Problem details>
Locate every line in the material below that has the word "options". Copy each of those lines.

-- Extracted information follows --

use std::time::Duration;

use tracing::instrument;

use crate::{
    acker::{AckHandle, AckLedger, AckState, ReceiverId, SessionId, Settlement},
    error::{MessagingError, Result},
    message::{generate_id, Message},
    queue::{BackendChannel, RawDelivery},
};

/// A settlement request.
#[derive(Clone, Copy, Debug)]
pub(crate) enum Action<'a> {
    Confirm,
    Reject,
    DeadLetter {
        reason: &'a str,
        description: &'a str,
    },
}

impl Action<'_> {
    fn settlement(&self) -> Settlement {
        match self {
            Self::Confirm => Settlement::Confirm,
            Self::Reject => Settlement::Reject,
            Self::DeadLetter { .. } => Settlement::DeadLetter,
        }
    }
}

/// The live session of a listening receiver: the backend channel plus the
/// ledger of deliveries handed out through it.
pub(crate) struct Session<C> {
    receiver: ReceiverId,
    id: SessionId,
    channel: C,
    ledger: AckLedger,
}

impl<C: BackendChannel> Session<C> {
    pub(crate) fn new(receiver: ReceiverId, channel: C) -> Self {
        Self {
            receiver,
            id: SessionId::next(),
            channel,
            ledger: AckLedger::new(),
        }
    }

    pub(crate) fn channel(&self) -> &C {
        &self.channel
    }

    /// Turn a raw delivery into a [`Message`], tracking it unless the broker
    /// already settled it.
    pub(crate) fn admit(&self, delivery: RawDelivery) -> Message {
        let id = delivery
            .id
            .filter(|id| !id.is_empty())
            .unwrap_or_else(generate_id);

        if !delivery.settled {
            self.ledger.track(delivery.token.clone());
        }

        Message::delivered(
            id,
            delivery.content,
            delivery.properties,
            delivery.system_properties,
            AckHandle::new(self.receiver, self.id, delivery.token, delivery.settled),
        )
    }

    pub(crate) fn is_pending(&self, handle: &AckHandle) -> bool {
        !handle.settled_on_receipt()
            && handle.session() == self.id
            && self.ledger.state(handle.token()) == Some(AckState::Pending)
    }

    /// Tokens of an earlier subscription may collide with live ones.
    fn ensure_current(&self, handle: &AckHandle, message_id: &str) -> Result<()> {
        if handle.session() == self.id {
            return Ok(());
        }
        Err(MessagingError::invalid_state(format!(
            "message {message_id} was delivered on an earlier subscription"
        )))
    }

    pub(crate) fn outstanding(&self) -> usize {
        self.ledger.outstanding()
    }

    #[instrument(skip(self, message, handle), fields(message_id = message.log_id()), level = "trace")]
    pub(crate) async fn settle(
        &self,
        message: &Message,
        handle: &AckHandle,
        action: Action<'_>,
    ) -> Result<()> {
        let message_id = message.log_id();
        if handle.settled_on_receipt() {
            return match action {
                Action::DeadLetter { .. } => Err(MessagingError::invalid_state(format!(
                    "message {message_id} was settled on receipt"
                ))),
                _ => Ok(()),
            };
        }

        self.ensure_current(handle, message_id)?;
        let claim = self.ledger.claim(handle.token(), message_id)?;
        let token = handle.token();
        let result = match action {
            Action::Confirm => self.channel.confirm(token).await,
            Action::Reject => self.channel.reject(token).await,
            Action::DeadLetter {
                reason,
                description,
            } => self.channel.dead_letter(token, reason, description).await,
        };

        match result {
            Ok(()) => {
                claim.settle(action.settlement());
                Ok(())
            }
            Err(err) => Err(self.lost(handle, message_id, err)),
        }
    }

    #[instrument(skip(self, message, handle), fields(message_id = message.log_id()), level = "trace")]
    pub(crate) async fn keep_alive(
        &self,
        message: &Message,
        handle: &AckHandle,
        extension: Option<Duration>,
    ) -> Result<()> {
        if handle.settled_on_receipt() {
            return Ok(());
        }

        let message_id = message.log_id();
        self.ensure_current(handle, message_id)?;
        self.ledger.ensure_pending(handle.token(), message_id)?;
        self.channel
            .keep_alive(handle.token(), extension)
            .await
            .map_err(|err| self.lost(handle, message_id, err))
    }

    /// A delivery whose lock was lost is no longer ours to settle.
    fn lost(&self, handle: &AckHandle, message_id: &str, err: MessagingError) -> MessagingError {
        match err {
            MessagingError::LockLost { .. } => {
                self.ledger.forget(handle.token());
                MessagingError::LockLost {
                    message_id: message_id.to_string(),
                }
            }
            err => err,
        }
    }
}

#[cfg(test)]
mod tests {
    use async_trait::async_trait;
    use bytes::Bytes;

    use super::*;
    use crate::{acker::DeliveryToken, message::Properties};

    struct NoopChannel;

    #[async_trait]
    impl BackendChannel for NoopChannel {
        async fn confirm(&self, _: &DeliveryToken) -> Result<()> {
            Ok(())
        }

        async fn reject(&self, _: &DeliveryToken) -> Result<()> {
            Ok(())
        }

        async fn dead_letter(&self, _: &DeliveryToken, _: &str, _: &str) -> Result<()> {
            Ok(())
        }

        async fn keep_alive(&self, _: &DeliveryToken, _: Option<Duration>) -> Result<()> {
            Err(MessagingError::LockLost {
                message_id: "lock".into(),
            })
        }

        async fn message_count(&self) -> Result<u64> {
            Ok(0)
        }

        async fn close(&self) -> Result<()> {
            Ok(())
        }
    }

    fn delivery(id: Option<&str>, tag: u64, settled: bool) -> RawDelivery {
        RawDelivery {
            id: id.map(str::to_string),
            content: Bytes::from_static(b"payload"),
            properties: Properties::new(),
            system_properties: Properties::new(),
            token: DeliveryToken::Tag(tag),
            settled,
        }
    }

    #[test]
    fn admitted_messages_always_have_an_id() {
        let session = Session::new(ReceiverId::next(), NoopChannel);

        let kept = session.admit(delivery(Some("given"), 1, false));
        let missing = session.admit(delivery(None, 2, false));
        let empty = session.admit(delivery(Some(""), 3, false));

        assert_eq!(kept.id(), Some("given"));
        assert!(missing.id().is_some_and(|id| !id.is_empty()));
        assert!(empty.id().is_some_and(|id| !id.is_empty()));
        assert_eq!(session.outstanding(), 3);
    }

    #[tokio::test]
    async fn settled_on_receipt_is_not_tracked() {
        let session = Session::new(ReceiverId::next(), NoopChannel);
        let message = session.admit(delivery(Some("a"), 1, true));
        let handle = message.ack_handle().unwrap().clone();

        assert_eq!(session.outstanding(), 0);
        assert!(!session.is_pending(&handle));
        assert!(session.settle(&message, &handle, Action::Confirm).await.is_ok());
        assert!(session
            .settle(
                &message,
                &handle,
                Action::DeadLetter {
                    reason: "r",
                    description: "d"
                }
            )
            .await
            .is_err());
    }

    #[tokio::test]
    async fn handles_of_an_earlier_session_cannot_settle_colliding_tags() {
        let receiver = ReceiverId::next();
        let earlier = Session::new(receiver, NoopChannel);
        let current = Session::new(receiver, NoopChannel);
        let stale = earlier.admit(delivery(Some("old"), 1, false));
        let fresh = current.admit(delivery(Some("new"), 1, false));
        let stale_handle = stale.ack_handle().unwrap().clone();

        assert!(!current.is_pending(&stale_handle));
        assert!(matches!(
            current.settle(&stale, &stale_handle, Action::Confirm).await,
            Err(MessagingError::InvalidState(_))
        ));
        assert!(matches!(
            current.keep_alive(&stale, &stale_handle, None).await,
            Err(MessagingError::InvalidState(_))
        ));
        assert_eq!(current.outstanding(), 1);

        let fresh_handle = fresh.ack_handle().unwrap().clone();
        assert!(current.settle(&fresh, &fresh_handle, Action::Confirm).await.is_ok());
        assert_eq!(current.outstanding(), 0);
    }

    #[tokio::test]
    async fn lost_lock_is_forgotten_and_reported_by_message_id() {
        let session = Session::new(ReceiverId::next(), NoopChannel);
        let message = session.admit(delivery(Some("order-7"), 1, false));
        let handle = message.ack_handle().unwrap().clone();

        let err = session.keep_alive(&message, &handle, None).await.unwrap_err();
        assert!(matches!(err, MessagingError::LockLost { message_id } if message_id == "order-7"));
        assert_eq!(session.outstanding(), 0);
    }
}
/// Channel of an open in-memory subscription.
pub struct InMemoryChannel {
    queue: Arc<QueueState>,
    session: u64,
    fault: CancellationToken,
    stop: CancellationToken,
    released: AtomicBool,
}

impl InMemoryChannel {
    fn ensure_connected(&self) -> Result<()> {
        if self.fault.is_cancelled() {
            return Err(MessagingError::transport(anyhow!(
                "connection to queue {} lost",
                self.queue.name
            )));
        }
        Ok(())
    }

    fn release(&self) {
        if self.released.swap(true, Ordering::AcqRel) {
            return;
        }
        self.stop.cancel();
        self.queue.sessions.remove(&self.session);
        self.queue.release_session(self.session);
    }
}

#[async_trait]
impl BackendChannel for InMemoryChannel {
    #[instrument(skip(self), level = "trace")]
    async fn confirm(&self, token: &DeliveryToken) -> Result<()> {
        self.ensure_connected()?;
        self.queue.complete(self.session, token)
    }

    #[instrument(skip(self), level = "trace")]
    async fn reject(&self, token: &DeliveryToken) -> Result<()> {
        self.ensure_connected()?;
        self.queue.release(self.session, token)
    }

    #[instrument(skip(self), level = "trace")]
    async fn dead_letter(
        &self,
        token: &DeliveryToken,
        reason: &str,
        description: &str,
    ) -> Result<()> {
        self.ensure_connected()?;
        self.queue
            .dead_letter(self.session, token, reason, description)
    }

    #[instrument(skip(self), level = "trace")]
    async fn keep_alive(&self, token: &DeliveryToken, extension: Option<Duration>) -> Result<()> {
        self.ensure_connected()?;
        self.queue.renew(
            self.session,
            token,
            extension.unwrap_or(self.queue.options.lock_duration),
        )
    }

    async fn message_count(&self) -> Result<u64> {
        self.ensure_connected()?;
        Ok(self.queue.active_count())
    }

    async fn close(&self) -> Result<()> {
        self.release();
        Ok(())
    }
}

impl Drop for InMemoryChannel {
    fn drop(&mut self) {
        self.release();
    }
}
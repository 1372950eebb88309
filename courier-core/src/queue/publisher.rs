//! The publish side of the messaging abstraction.
//!
//! A [`Publisher`] sends batches of [`Message`]s to the single destination it
//! was constructed for. It is stateless beyond the connection it holds, and
//! does not retry: on failure the whole call fails, even if the backend had
//! accepted part of the batch. Callers that want retries opt in through
//! [`PublisherExt::with_retry`].
use std::{ops::Deref, sync::Arc};

use async_trait::async_trait;

use crate::{
    error::{MessagingError, Result},
    message::Message,
    retry::{RetryStrategy, Retrying},
};

/// Sends batches of messages to one destination.
///
/// Implementations assign a generated id to every message that lacks one,
/// carry user properties in the backend's native property bag, and preserve
/// the order of the batch.
#[async_trait]
pub trait Publisher: Send + Sync {
    /// Send a non-empty batch of messages.
    ///
    /// On success, every message was accepted by the backend.
    async fn send(&self, messages: Vec<Message>) -> Result<()>;

    /// Release the publisher's connection.
    async fn close(&self) -> Result<()>;
}

#[async_trait]
impl<P: ?Sized + Publisher> Publisher for Box<P> {
    async fn send(&self, messages: Vec<Message>) -> Result<()> {
        (**self).send(messages).await
    }

    async fn close(&self) -> Result<()> {
        (**self).close().await
    }
}

#[async_trait]
impl<P: ?Sized + Publisher> Publisher for Arc<P> {
    async fn send(&self, messages: Vec<Message>) -> Result<()> {
        self.deref().send(messages).await
    }

    async fn close(&self) -> Result<()> {
        self.deref().close().await
    }
}

impl<T: ?Sized> PublisherExt for T where T: Publisher {}

/// Extension trait for [`Publisher`].
#[async_trait]
pub trait PublisherExt: Publisher {
    /// Send a single message.
    async fn send_one(&self, message: Message) -> Result<()> {
        self.send(vec![message]).await
    }

    /// Wrap the publisher such that transport failures are retried according
    /// to `strategy`.
    ///
    /// ```
    /// use std::{num::NonZeroU32, time::Duration};
    /// use courier::{
    ///     message::Message,
    ///     queue::{in_memory::InMemoryBroker, Publisher, PublisherExt},
    ///     retry::RetryStrategy,
    /// };
    ///
    /// # #[tokio::main]
    /// # async fn main() -> anyhow::Result<()> {
    /// let broker = InMemoryBroker::new();
    /// let publisher = broker.publisher("orders").with_retry(RetryStrategy::After {
    ///     max_retries: NonZeroU32::new(3).unwrap(),
    ///     duration: Duration::from_millis(50),
    /// });
    /// publisher.send(vec![Message::new("hello")]).await?;
    /// assert_eq!(broker.message_count("orders"), 1);
    /// # Ok(())
    /// # }
    /// ```
    fn with_retry(self, strategy: RetryStrategy) -> Retrying<Self>
    where
        Self: Sized,
    {
        Retrying::new(self, strategy)
    }
}

/// Validate a batch and assign ids to the messages lacking one.
pub(crate) fn prepare_batch(messages: Vec<Message>) -> Result<Vec<Message>> {
    if messages.is_empty() {
        return Err(MessagingError::InvalidInput(
            "cannot send an empty batch".to_string(),
        ));
    }

    Ok(messages.into_iter().map(Message::ensure_id).collect())
}

#[cfg(test)]
mod tests {
    use super::*;

    #[test]
    fn empty_batch_is_rejected() {
        assert!(matches!(
            prepare_batch(vec![]),
            Err(MessagingError::InvalidInput(_))
        ));
    }

    #[test]
    fn batch_ids_are_assigned_in_order() {
        let batch = prepare_batch(vec![
            Message::new("1").with_id("a"),
            Message::new("2"),
            Message::new("3").with_id("c"),
        ])
        .unwrap();

        assert_eq!(batch[0].id(), Some("a"));
        assert!(batch[1].id().is_some_and(|id| !id.is_empty()));
        assert_eq!(batch[2].id(), Some("c"));
        assert_eq!(batch[1].content().as_ref(), b"2");
    }
}
use std::sync::atomic::{AtomicU8, Ordering};

use crate::error::{MessagingError, Result};

/// Lifecycle of a receiver.
///
/// ```text
/// Idle --listen--> Listening --cancel--> Draining --> Closed
///                      |                                 |
///                      | subscription lost               | listen
///                      v                                 v
///                   Faulted                          Listening
/// ```
///
/// `Faulted` is terminal: the receiver has to be rebuilt.
#[derive(Clone, Copy, Debug, PartialEq, Eq)]
#[repr(u8)]
pub enum ReceiverState {
    Idle = 0,
    Listening = 1,
    Draining = 2,
    Closed = 3,
    Faulted = 4,
}

impl ReceiverState {
    fn from_u8(value: u8) -> Self {
        match value {
            0 => Self::Idle,
            1 => Self::Listening,
            2 => Self::Draining,
            3 => Self::Closed,
            _ => Self::Faulted,
        }
    }
}

impl std::fmt::Display for ReceiverState {
    fn fmt(&self, f: &mut std::fmt::Formatter<'_>) -> std::fmt::Result {
        match self {
            Self::Idle => write!(f, "idle"),
            Self::Listening => write!(f, "listening"),
            Self::Draining => write!(f, "draining"),
            Self::Closed => write!(f, "closed"),
            Self::Faulted => write!(f, "faulted"),
        }
    }
}

/// Atomic holder of a [`ReceiverState`].
pub(crate) struct StateCell(AtomicU8);

impl StateCell {
    pub(crate) fn new() -> Self {
        Self(AtomicU8::new(ReceiverState::Idle as u8))
    }

    pub(crate) fn get(&self) -> ReceiverState {
        ReceiverState::from_u8(self.0.load(Ordering::Acquire))
    }

    pub(crate) fn set(&self, state: ReceiverState) {
        self.0.store(state as u8, Ordering::Release);
    }

    /// Move to `Listening` from `Idle` or `Closed`.
    pub(crate) fn begin_listening(&self) -> Result<()> {
        loop {
            let current = self.get();
            match current {
                ReceiverState::Idle | ReceiverState::Closed => {
                    if self
                        .0
                        .compare_exchange(
                            current as u8,
                            ReceiverState::Listening as u8,
                            Ordering::AcqRel,
                            Ordering::Acquire,
                        )
                        .is_ok()
                    {
                        return Ok(());
                    }
                }
                ReceiverState::Listening | ReceiverState::Draining => {
                    return Err(MessagingError::invalid_state(
                        "receiver is already listening",
                    ))
                }
                ReceiverState::Faulted => {
                    return Err(MessagingError::invalid_state("receiver is faulted"))
                }
            }
        }
    }
}

#[cfg(test)]
mod tests {
    use super::*;

    #[test]
    fn listening_twice_is_rejected() {
        let cell = StateCell::new();
        cell.begin_listening().unwrap();
        assert_eq!(cell.get(), ReceiverState::Listening);
        assert!(cell.begin_listening().is_err());

        cell.set(ReceiverState::Draining);
        assert!(cell.begin_listening().is_err());
    }

    #[test]
    fn closed_receiver_can_listen_again() {
        let cell = StateCell::new();
        cell.set(ReceiverState::Closed);
        assert!(cell.begin_listening().is_ok());
    }

    #[test]
    fn faulted_is_terminal() {
        let cell = StateCell::new();
        cell.set(ReceiverState::Faulted);
        assert!(matches!(
            cell.begin_listening(),
            Err(MessagingError::InvalidState(_))
        ));
        assert_eq!(cell.get(), ReceiverState::Faulted);
    }
}
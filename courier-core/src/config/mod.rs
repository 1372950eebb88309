//! Shared transport configuration.
//!
//! This module introduces types to facilitate the configuration of publishers
//! and receivers.
//!
//! # Features:
//! - [`Config`]: Represents the main configuration structure. It's adorned with
//!   [`clap`] attributes to allow easy setup via command-line arguments and
//!   environment variables.
//! - [`Serializer`]: Specifies the payload format used by typed helpers.
//! - [`Backend`]: Enumerates the available broker backends.
//!
//! # Usage:
//! Flatten [`Config`] into a binary's CLI and hand it to
//! [`Transport::from_config`](crate::transport::Transport::from_config) to
//! obtain publishers and receivers for the selected backend.
//!
//! ```
//! use clap::Parser;
//! use courier::config::{Backend, Config};
//!
//! #[derive(Parser, Debug)]
//! struct Cli {
//!     #[command(flatten)]
//!     options: Config,
//! }
//!
//! let cli = Cli::parse_from(["app", "--backend", "in-memory", "--queue", "orders"]);
//! assert_eq!(cli.options.backend, Backend::InMemory);
//! assert_eq!(cli.options.queue, "orders");
//! ```

use clap::{Args, ValueEnum};

const DEFAULT_EXCHANGE: &str = "courier";
const DEFAULT_QUEUE: &str = "courier";
const DEFAULT_ROUTING_KEY: &str = "courier";
const DEFAULT_PREFETCH: u16 = 1;
const HELP_HEADING: &str = "Courier options";

/// Represents the main configuration structure for publishers and receivers.
#[derive(Args, Clone, PartialEq, Eq, Debug)]
pub struct Config {
    /// Specifies the broker backend to use.
    #[arg(long, help_heading = HELP_HEADING, value_enum, default_value_t = Backend::Amqp)]
    pub backend: Backend,

    /// Provides the URI for the AMQP broker, if the AMQP backend is selected.
    #[arg(long, help_heading = HELP_HEADING, env = "AMQP_URI", required_if_eq("backend", "amqp"))]
    pub amqp_uri: Option<String>,

    /// The exchange messages are published to (AMQP only).
    #[arg(long, help_heading = HELP_HEADING, default_value = DEFAULT_EXCHANGE)]
    pub exchange: String,

    /// The queue receivers consume from, and in-memory publishers send to.
    #[arg(long, help_heading = HELP_HEADING, default_value = DEFAULT_QUEUE)]
    pub queue: String,

    /// The routing key binding the queue to the exchange (AMQP only).
    #[arg(long, help_heading = HELP_HEADING, default_value = DEFAULT_ROUTING_KEY)]
    pub routing_key: String,

    /// The number of unacknowledged deliveries the broker may push to a
    /// receiver before waiting for acknowledgements.
    #[arg(long, help_heading = HELP_HEADING, default_value_t = DEFAULT_PREFETCH)]
    pub prefetch: u16,

    /// Let the broker settle deliveries on receipt. Confirm and reject become
    /// no-ops.
    #[arg(long, help_heading = HELP_HEADING)]
    pub auto_ack: bool,

    /// Maximum number of concurrent handler invocations per receiver. Handlers
    /// run one at a time when unset.
    #[arg(long, help_heading = HELP_HEADING)]
    pub max_concurrent_handlers: Option<usize>,

    /// Determines the serialization format used by typed payload helpers.
    #[arg(long, help_heading = HELP_HEADING, value_enum, default_value_t = Serializer::Postcard)]
    pub serializer: Serializer,
}

impl Default for Config {
    fn default() -> Self {
        Self {
            backend: Default::default(),
            amqp_uri: Default::default(),
            exchange: DEFAULT_EXCHANGE.to_string(),
            queue: DEFAULT_QUEUE.to_string(),
            routing_key: DEFAULT_ROUTING_KEY.to_string(),
            prefetch: DEFAULT_PREFETCH,
            auto_ack: false,
            max_concurrent_handlers: None,
            serializer: Default::default(),
        }
    }
}

/// Enumerates the available serialization formats.
#[derive(Clone, Copy, PartialEq, Eq, PartialOrd, Ord, Debug, ValueEnum, Default)]
pub enum Serializer {
    #[default]
    Postcard,
    Cbor,
}

/// Enumerates the available broker backends.
#[derive(Clone, Copy, PartialEq, Eq, PartialOrd, Ord, Debug, ValueEnum, Default)]
pub enum Backend {
    #[default]
    Amqp,
    InMemory,
}

#[cfg(test)]
mod tests {
    use clap::Parser;

    use super::*;

    #[derive(Parser, Debug)]
    struct Cli {
        #[command(flatten)]
        options: Config,
    }

    #[test]
    fn defaults_match_default_impl() {
        let cli = Cli::parse_from(["app", "--backend", "in-memory"]);
        let expected = Config {
            backend: Backend::InMemory,
            ..Default::default()
        };
        assert_eq!(cli.options, expected);
    }

    #[test]
    fn amqp_requires_uri() {
        std::env::remove_var("AMQP_URI");
        assert!(Cli::try_parse_from(["app", "--backend", "amqp"]).is_err());
        let cli = Cli::try_parse_from([
            "app",
            "--backend",
            "amqp",
            "--amqp-uri",
            "amqp://localhost:5672",
            "--prefetch",
            "8",
            "--auto-ack",
        ])
        .unwrap();
        assert_eq!(cli.options.prefetch, 8);
        assert!(cli.options.auto_ack);
    }
}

-- Extracted information concluded --

Expected answer>
            extension.unwrap_or(self.queue.options.lock_duration),
//!     options: Config,
//! assert_eq!(cli.options.backend, Backend::InMemory);
//! assert_eq!(cli.options.queue, "orders");
const HELP_HEADING: &str = "Courier options";
        options: Config,
        assert_eq!(cli.options, expected);
        assert_eq!(cli.options.prefetch, 8);
        assert!(cli.options.auto_ack);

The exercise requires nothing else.